---
source_path: "models/tpl/tpl-vad-lvcsr.md"
canonical_url: "https://doc.sensory.com/tnl/7.8/models/tpl/tpl-vad-lvcsr/"
---

# tpl-vad-lvcsr _(TrulyNatural only)_

This [template](https://doc.sensory.com/tnl/7.8/models/tpl/index.md#template-type) detects speech with a [VAD](https://doc.sensory.com/tnl/7.8/models/types/vad.md#vad-type)
and sends the segmented audio to the [LVCSR](https://doc.sensory.com/tnl/7.8/models/types/lvcsr.md#lvcsr-type) or [STT](https://doc.sensory.com/tnl/7.8/models/types/stt.md#stt-type)
recognizer in slot [0](https://doc.sensory.com/tnl/7.8/api/setting-keys/configuration.md#0).
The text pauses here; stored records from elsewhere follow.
use std::io::{Read, Write};
use std::time::Instant;

use thiserror::Error;
use time::{OffsetDateTime, format_description::well_known::Rfc3339};

use crate::protocols::grey::{HeaderError, decode_frame};
use crate::protocols::ola;
use crate::{DEFAULT_GENERATED_AT, GeometryInfo, RelaySummary, make_stub_summary};

mod buffer;
mod machine;

use buffer::StreamBuffer;
use machine::{StreamEvent, StreamMachine};

#[derive(Debug, Error)]
pub enum RelayError {
    #[error("I/O error: {0}")]
    Io(#[from] std::io::Error),
    #[error("malformed header: {0}")]
    Header(#[from] HeaderError),
}

/// Knobs for one conversion run.
#[derive(Debug, Clone, Default)]
pub struct RelayOptions {
    /// Emit a progress event every this many frames (0 disables).
    pub progress_interval: u64,
}

/// Drive a GREY byte stream through to command lines until the input ends.
///
/// Blocking and strictly ordered: one line per decoded frame, flushed as it
/// is written, in stream order. End-of-stream anywhere is a clean return;
/// only I/O failures and malformed headers abort the run.
pub fn relay_stream<R: Read, W: Write>(
    input: R,
    mut output: W,
    options: &RelayOptions,
) -> Result<RelaySummary, RelayError> {
    let started = Instant::now();
    let mut buffer = StreamBuffer::new(input);
    let mut machine = StreamMachine::new();
    let mut summary = make_stub_summary();

    while let Some(event) = machine.next_event(&mut buffer)? {
        match event {
            StreamEvent::HeaderMatched(header) => {
                summary.headers_seen += 1;
                tracing::info!(
                    universes = header.universe_count(),
                    segment_bytes = header.segment_size(),
                    frame_bytes = header.frame_length(),
                    "stream geometry announced"
                );
            }
            StreamEvent::FrameMatched(geometry, bytes) => {
                let universes = decode_frame(&geometry, &bytes);
                ola::write_line(&mut output, &universes)?;
                summary.frames_converted += 1;
                if options.progress_interval != 0
                    && summary.frames_converted % options.progress_interval == 0
                {
                    let elapsed = started.elapsed().as_secs_f64();
                    tracing::info!(
                        frames = summary.frames_converted,
                        elapsed_s = elapsed,
                        fps = summary.frames_converted as f64 / elapsed,
                        "conversion progress"
                    );
                }
            }
        }
    }

    summary.geometry = machine.geometry().map(|header| GeometryInfo {
        universes: header.universe_count(),
        segment_bytes: header.segment_size(),
        frame_bytes: header.frame_length(),
    });
    let elapsed = started.elapsed().as_secs_f64();
    summary.elapsed_s = Some(elapsed);
    summary.fps = if elapsed > 0.0 && summary.frames_converted > 0 {
        Some(summary.frames_converted as f64 / elapsed)
    } else {
        None
    };
    summary.generated_at = now_rfc3339().unwrap_or_else(|| DEFAULT_GENERATED_AT.to_string());
    Ok(summary)
}

fn now_rfc3339() -> Option<String> {
    OffsetDateTime::now_utc().format(&Rfc3339).ok()
}
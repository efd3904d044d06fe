//! GREY stream format decoding.
//!
//! A GREY stream interleaves textual geometry headers with fixed-length
//! binary frames. The header announces the per-universe segment size and the
//! universe count; every following frame is exactly their product in bytes
//! until the next header replaces the geometry. Matching is incremental: a
//! buffer can be a complete header, a valid prefix awaiting more bytes, or
//! no header at all, and the distinction drives the stream state machine.
//!
//! Byte positions and grammar anchors live in `layout`, structural matching
//! in `reader`, domain decoding in `parser`, explicit errors in `error`.
//!
//! Version française (résumé):
//! Décodage du flux GREY : en-têtes texte annonçant la géométrie, trames
//! binaires de longueur fixe. La correspondance est incrémentale (complète,
//! préfixe valide, ou absente). Positions dans `layout`, lecture dans
//! `reader`, décodage dans `parser`, erreurs dans `error`.

pub mod error;
pub mod layout;
pub mod parser;
pub(crate) mod reader;

pub use error::HeaderError;
pub use parser::{
    GeometryHeader, HeaderMatch, HeaderScan, Universe, decode_frame, match_header_at, scan_header,
};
`tpl-vad-lvcsr` has [task-type](https://doc.sensory.com/tnl/7.8/api/setting-keys/configuration.md#task-type)` == `[phrasespot](https://doc.sensory.com/tnl/7.8/api/setting-keys/values.md#phrasespot).

Expected [task types](https://doc.sensory.com/tnl/7.8/api/setting-keys/configuration.md#task-type):

* **Slot 0:** [lvcsr](https://doc.sensory.com/tnl/7.8/api/setting-keys/values.md#lvcsr)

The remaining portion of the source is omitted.